Carolyn Savage thought she'd seen it all. After struggling with infertility, she turned to IVF, and the results made headlines. Six years ago, she gave birth to another couple's child after an IVF clinic mixup. She gave that child up to his parents, even as doctors told her it was her last chance of pregnancy. Later, she and her husband had twins via a surrogate. Then, this spring, she got perhaps the most surprising news of all.
When the first little line popped up on the home pregnancy test I scolded myself. Of course it was only one line. It was always only one line. I’m infertile. I’ve gone through countless fertility treatments over the past two decades and with the exception of a couple of IVFs, I’ve only seen two positive home pregnancy tests. What on Earth was my 45-year-old self thinking? I couldn’t be pregnant now. Could I?
Then I realized I was holding the test upside down. When I turned it right side up I was startled: turns out that one little line was the results line. It was on the left — not the right. It was the “you're pregnant line,” not the control line I’d seen so many times before.
As my befuddled brain studied the test, I thought I must be wrong. I immediately ran for better light, questioning my sanity. I held my breath, closed my eyes and waited a few more seconds.

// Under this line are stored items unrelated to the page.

use tracing::info;

use crate::db::AppState;
use crate::error::AppError;
use crate::models::{Cycle, NewCycle, ValidationError};
use crate::schedule::parse_date;
use crate::store;

/// ---------------------------------------------------------------------------
/// Cycle Lifecycle
/// ---------------------------------------------------------------------------

/// Validate and persist a new private cycle
pub async fn create_cycle(state: &AppState, cycle: NewCycle) -> Result<Cycle, AppError> {
  cycle.validate()?;

  if store::cycle_name_exists(&state.db, &cycle.owner, &cycle.name).await? {
    return Err(AppError::Conflict(format!(
      "Cycle '{}' already exists for {}",
      cycle.name, cycle.owner
    )));
  }

  let id = store::insert_cycle(&state.db, &cycle, None).await?;
  info!(owner = %cycle.owner, cycle = %cycle.name, id, "Created cycle");

  store::load_cycle_by_id(&state.db, id)
    .await?
    .ok_or_else(|| AppError::NotFound(format!("Cycle #{} vanished after insert", id)))
}

/// Look up an owner's cycle, listing their cycle names when it's missing
async fn find_owned(state: &AppState, owner: &str, name: &str) -> Result<Cycle, AppError> {
  match store::load_cycle(&state.db, owner, name).await? {
    Some(cycle) => Ok(cycle),
    None => {
      let names = store::cycle_names(&state.db, owner).await?;
      Err(AppError::NotFound(format!(
        "Cycle '{}' not found. Your cycles: {:?}",
        name, names
      )))
    }
  }
}

pub async fn delete_cycle(state: &AppState, owner: &str, name: &str) -> Result<(), AppError> {
  let cycle = find_owned(state, owner, name).await?;
  store::delete_cycle(&state.db, cycle.id).await?;
  info!(owner = %owner, cycle = %name, "Deleted cycle");
  Ok(())
}

/// ---------------------------------------------------------------------------
/// Sharing
/// ---------------------------------------------------------------------------

/// Make a cycle public; clones can't be republished
pub async fn publish_cycle(state: &AppState, owner: &str, name: &str) -> Result<(), AppError> {
  let cycle = find_owned(state, owner, name).await?;
  if cycle.is_clone() {
    return Err(AppError::Forbidden(format!(
      "Cycle '{}' is a clone of {}'s work and cannot be published",
      name,
      cycle.provenance()
    )));
  }

  store::set_public(&state.db, cycle.id, true).await?;
  info!(owner = %owner, cycle = %name, "Published cycle");
  Ok(())
}

pub async fn unpublish_cycle(state: &AppState, owner: &str, name: &str) -> Result<(), AppError> {
  let cycle = find_owned(state, owner, name).await?;
  store::set_public(&state.db, cycle.id, false).await?;
  info!(owner = %owner, cycle = %name, "Unpublished cycle");
  Ok(())
}

/// First free name among "name", "name (2)", "name (3)", ...
async fn unique_cycle_name(state: &AppState, owner: &str, base: &str) -> Result<String, AppError> {
  let mut candidate = base.to_string();
  let mut counter = 1;
  while store::cycle_name_exists(&state.db, owner, &candidate).await? {
    counter += 1;
    candidate = format!("{} ({})", base, counter);
  }
  Ok(candidate)
}

/// Copy a public cycle into `user`'s private list, crediting the original author
pub async fn clone_cycle(
  state: &AppState,
  user: &str,
  cycle_id: i64,
  start_at: &str,
) -> Result<Cycle, AppError> {
  if parse_date(start_at).is_err() {
    return Err(ValidationError::InvalidStartDate(start_at.to_string()).into());
  }

  let source = store::load_cycle_by_id(&state.db, cycle_id)
    .await?
    .filter(|c| c.is_public)
    .ok_or_else(|| AppError::NotFound(format!("Public cycle #{} not found", cycle_id)))?;

  let name = unique_cycle_name(state, user, &source.name).await?;
  let copy = NewCycle::cloned_from(&source, user, &name, start_at);
  let id = store::insert_cycle(&state.db, &copy, Some(source.provenance())).await?;

  info!(
    user = %user,
    source_id = cycle_id,
    source_owner = %source.owner,
    cycle = %name,
    "Cloned cycle"
  );

  store::load_cycle_by_id(&state.db, id)
    .await?
    .ok_or_else(|| AppError::NotFound(format!("Cycle #{} vanished after insert", id)))
}
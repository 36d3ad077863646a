use serenity::model::id::UserId;
use std::future::Future;
use std::sync::Arc;
use std::time::Duration;
use tracing::{debug, info, warn};

use super::{PrimaryCatalog, SecondaryCatalog, SecondaryLookup, Track};
use crate::error::ResolutionError;

/// Resultado de resolver una consulta: un track o una colección expandida.
#[derive(Debug, Clone)]
pub enum Resolution {
    Single(Track),
    Collection { name: String, tracks: Vec<Track> },
}

impl Resolution {
    pub fn tracks(self) -> Vec<Track> {
        match self {
            Resolution::Single(track) => vec![track],
            Resolution::Collection { tracks, .. } => tracks,
        }
    }
}

/// Convierte una consulta libre o un link de catálogo en Tracks.
///
/// Primero intenta el catálogo secundario (Spotify) cuando la consulta lo
/// sugiere, con conversión a stream directo vía el primario (YouTube); si no,
/// va directo al primario. Cada lookup está acotado por un timeout para que
/// un colaborador colgado no bloquee la sesión.
pub struct TrackResolver {
    primary: Arc<dyn PrimaryCatalog>,
    secondary: Option<Arc<dyn SecondaryCatalog>>,
    lookup_timeout: Duration,
}

impl TrackResolver {
    pub fn new(
        primary: Arc<dyn PrimaryCatalog>,
        secondary: Option<Arc<dyn SecondaryCatalog>>,
        lookup_timeout: Duration,
    ) -> Self {
        Self {
            primary,
            secondary,
            lookup_timeout,
        }
    }

    fn is_secondary_url(query: &str) -> bool {
        query.contains("open.spotify.com") || query.contains("spotify.com")
    }

    fn suggests_secondary(query: &str) -> bool {
        Self::is_secondary_url(query) || query.to_lowercase().contains("spotify")
    }

    /// Acota un lookup con el timeout configurado; el vencimiento cuenta
    /// como fallo de esa búsqueda.
    async fn bounded<T>(
        &self,
        fut: impl Future<Output = Result<T, ResolutionError>>,
    ) -> Result<T, ResolutionError> {
        match tokio::time::timeout(self.lookup_timeout, fut).await {
            Ok(result) => result,
            Err(_) => {
                warn!("⏰ Lookup excedió el timeout de {:?}", self.lookup_timeout);
                Err(ResolutionError::NotFound)
            }
        }
    }

    pub async fn resolve(
        &self,
        query: &str,
        requested_by: UserId,
    ) -> Result<Resolution, ResolutionError> {
        // Link de Spotify sin credenciales: error específico, no NotFound
        if Self::is_secondary_url(query) && self.secondary.is_none() {
            warn!("❌ Link de Spotify recibido pero Spotify no está configurado");
            return Err(ResolutionError::CatalogUnavailable);
        }

        if Self::suggests_secondary(query) {
            if let Some(secondary) = &self.secondary {
                match self.bounded(secondary.search_or_resolve(query)).await {
                    Ok(SecondaryLookup::Collection { name, items }) => {
                        // Expansión ansiosa: cada miembro se re-resuelve a un
                        // stream directo recién al reproducirse
                        let tracks = items
                            .into_iter()
                            .map(|item| Track::from_spotify(item, requested_by))
                            .collect();
                        return Ok(Resolution::Collection { name, tracks });
                    }
                    Ok(SecondaryLookup::Single(item)) => {
                        return Ok(Resolution::Single(
                            self.convert_or_keep(item, requested_by).await,
                        ));
                    }
                    Err(e) => {
                        // Lookup secundario fallido: se sigue con el primario
                        debug!("Spotify no resolvió la consulta ({}), probando YouTube", e);
                    }
                }
            }
        }

        let hit = self.bounded(self.primary.lookup(query)).await?;
        Ok(Resolution::Single(Track::from_youtube(hit, requested_by)))
    }

    /// Intenta convertir un item de Spotify a un stream directo de YouTube;
    /// si la conversión falla se conserva el track de Spotify tal cual.
    async fn convert_or_keep(&self, item: super::CatalogItem, requested_by: UserId) -> Track {
        let search = format!("{} {}", item.artist, item.title);

        match self.bounded(self.primary.lookup(&search)).await {
            Ok(hit) => {
                info!("🔁 Spotify convertido a YouTube: {}", search);
                Track::from_spotify_via_youtube(hit, item, requested_by)
            }
            Err(e) => {
                debug!("Conversión a YouTube falló ({}), se conserva Spotify", e);
                Track::from_spotify(item, requested_by)
            }
        }
    }

    /// Resuelve la URL de stream al momento de reproducir.
    ///
    /// Los tracks de Spotify se buscan perezosamente en YouTube con
    /// "artista título"; si falla se usa la referencia del catálogo como
    /// mejor esfuerzo (puede no ser reproducible por el backend).
    pub async fn stream_url_for(&self, track: &Track) -> String {
        if track.source_kind != super::SourceKind::Spotify {
            return track.stream_ref.clone();
        }

        let search = format!("{} {}", track.artist, track.title);
        match self.bounded(self.primary.lookup(&search)).await {
            Ok(hit) => {
                info!("🔁 Track de Spotify resuelto en YouTube: {}", search);
                hit.stream_url
            }
            Err(e) => {
                warn!(
                    "⚠️ {} no se encontró en YouTube ({}), usando referencia de Spotify",
                    track.title, e
                );
                track.stream_ref.clone()
            }
        }
    }
}
pub mod resolver;
pub mod spotify;
pub mod youtube;

use async_trait::async_trait;
use chrono::{DateTime, Utc};
use serenity::model::id::UserId;

use crate::error::ResolutionError;

pub use resolver::{Resolution, TrackResolver};
pub use spotify::SpotifyClient;
pub use youtube::YouTubeClient;

/// Procedencia de un track: de qué catálogo salió y cómo.
#[derive(Debug, Clone, Copy, PartialEq, Eq)]
pub enum SourceKind {
    /// Resuelto directamente contra YouTube (búsqueda o URL).
    YouTube,
    /// Metadata de Spotify; el stream se resuelve perezosamente al reproducir.
    Spotify,
    /// Track de Spotify convertido a un stream directo de YouTube.
    SpotifyViaYouTube,
}

impl SourceKind {
    pub fn label(&self) -> &'static str {
        match self {
            SourceKind::YouTube => "📺 YouTube",
            SourceKind::Spotify => "🎵 Spotify",
            SourceKind::SpotifyViaYouTube => "🎵 Spotify → 📺 YouTube",
        }
    }
}

/// Descriptor inmutable de un item reproducible.
///
/// Todos los campos se fijan una sola vez al momento de la resolución;
/// ninguna operación posterior lo muta.
#[derive(Debug, Clone)]
pub struct Track {
    pub title: String,
    /// Duración en segundos; 0 = desconocida (solo informativa).
    pub duration_secs: u64,
    pub source_kind: SourceKind,
    /// Localizador opaco para el backend: URL directa de audio o URL de
    /// catálogo que se re-resuelve al momento de reproducir.
    pub stream_ref: String,
    pub artist: String,
    pub album: Option<String>,
    pub thumbnail: Option<String>,
    pub page_url: Option<String>,
    pub requested_by: UserId,
    pub requested_at: DateTime<Utc>,
}

impl Track {
    /// Track resuelto directamente contra YouTube.
    pub fn from_youtube(hit: PrimaryHit, requested_by: UserId) -> Self {
        Self {
            title: hit.title,
            duration_secs: hit.duration_secs,
            source_kind: SourceKind::YouTube,
            stream_ref: hit.stream_url,
            artist: hit
                .uploader
                .unwrap_or_else(|| "Desconocido".to_string()),
            album: None,
            thumbnail: hit.thumbnail,
            page_url: hit.page_url,
            requested_by,
            requested_at: Utc::now(),
        }
    }

    /// Track de Spotify sin convertir; `stream_ref` apunta al catálogo.
    pub fn from_spotify(item: CatalogItem, requested_by: UserId) -> Self {
        Self {
            title: item.title,
            duration_secs: item.duration_secs,
            source_kind: SourceKind::Spotify,
            stream_ref: item.item_url.clone(),
            artist: item.artist,
            album: item.album,
            thumbnail: item.thumbnail,
            page_url: Some(item.item_url),
            requested_by,
            requested_at: Utc::now(),
        }
    }

    /// Conversión Spotify → YouTube: se prefiere el stream directo de YouTube
    /// pero se conserva la metadata de presentación de Spotify.
    pub fn from_spotify_via_youtube(
        hit: PrimaryHit,
        item: CatalogItem,
        requested_by: UserId,
    ) -> Self {
        Self {
            title: hit.title,
            duration_secs: hit.duration_secs,
            source_kind: SourceKind::SpotifyViaYouTube,
            stream_ref: hit.stream_url,
            artist: item.artist,
            album: item.album,
            thumbnail: item.thumbnail.or(hit.thumbnail),
            page_url: Some(item.item_url),
            requested_by,
            requested_at: Utc::now(),
        }
    }
}

/// Resultado de una búsqueda en el catálogo primario (YouTube).
#[derive(Debug, Clone)]
pub struct PrimaryHit {
    pub title: String,
    pub duration_secs: u64,
    /// URL directa de audio que el backend puede abrir.
    pub stream_url: String,
    pub thumbnail: Option<String>,
    pub uploader: Option<String>,
    pub page_url: Option<String>,
}

/// Un item del catálogo secundario (Spotify).
#[derive(Debug, Clone)]
pub struct CatalogItem {
    pub title: String,
    pub artist: String,
    pub album: Option<String>,
    pub duration_secs: u64,
    /// URL de la página del item en el catálogo; no es un stream directo.
    pub item_url: String,
    pub thumbnail: Option<String>,
}

/// Resultado de resolver texto o URL contra el catálogo secundario.
#[derive(Debug, Clone)]
pub enum SecondaryLookup {
    Single(CatalogItem),
    Collection { name: String, items: Vec<CatalogItem> },
}

/// Catálogo primario: búsqueda de texto o URL → stream directo.
///
/// El colaborador debe rechazar transmisiones en vivo con
/// [`ResolutionError::SourceRejected`].
#[cfg_attr(test, mockall::automock)]
#[async_trait]
pub trait PrimaryCatalog: Send + Sync {
    async fn lookup(&self, query: &str) -> Result<PrimaryHit, ResolutionError>;
}

/// Catálogo secundario: metadata curada, requiere credenciales.
#[cfg_attr(test, mockall::automock)]
#[async_trait]
pub trait SecondaryCatalog: Send + Sync {
    async fn search_or_resolve(&self, query: &str) -> Result<SecondaryLookup, ResolutionError>;
}
async fn edit_error(
    ctx: &Context,
    command: &CommandInteraction,
    message: impl Into<String>,
) -> Result<()> {
    command
        .edit_response(
            &ctx.http,
            EditInteractionResponse::new().embed(embeds::create_error_embed(&message.into())),
        )
        .await?;
    Ok(())
}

When I opened them I was astounded. There were two lines. Two of the darkest pink lines I’d ever seen on a pregnancy test.
The test was positive. I was pregnant.
At the age of 45, after two decades without a spontaneous conception; after countless ovarian stimulation cycles, multiple intrauterine inseminations and more than five IVF attempts; after six reproductive endocrinologists threw up their arms, unable to explain why we couldn’t conceive; and after one of those doctors accidentally transferred the embryos of another couple into me resulting in a pregnancy that pushed me to the limits of my sanity; I was pregnant — the old fashioned way.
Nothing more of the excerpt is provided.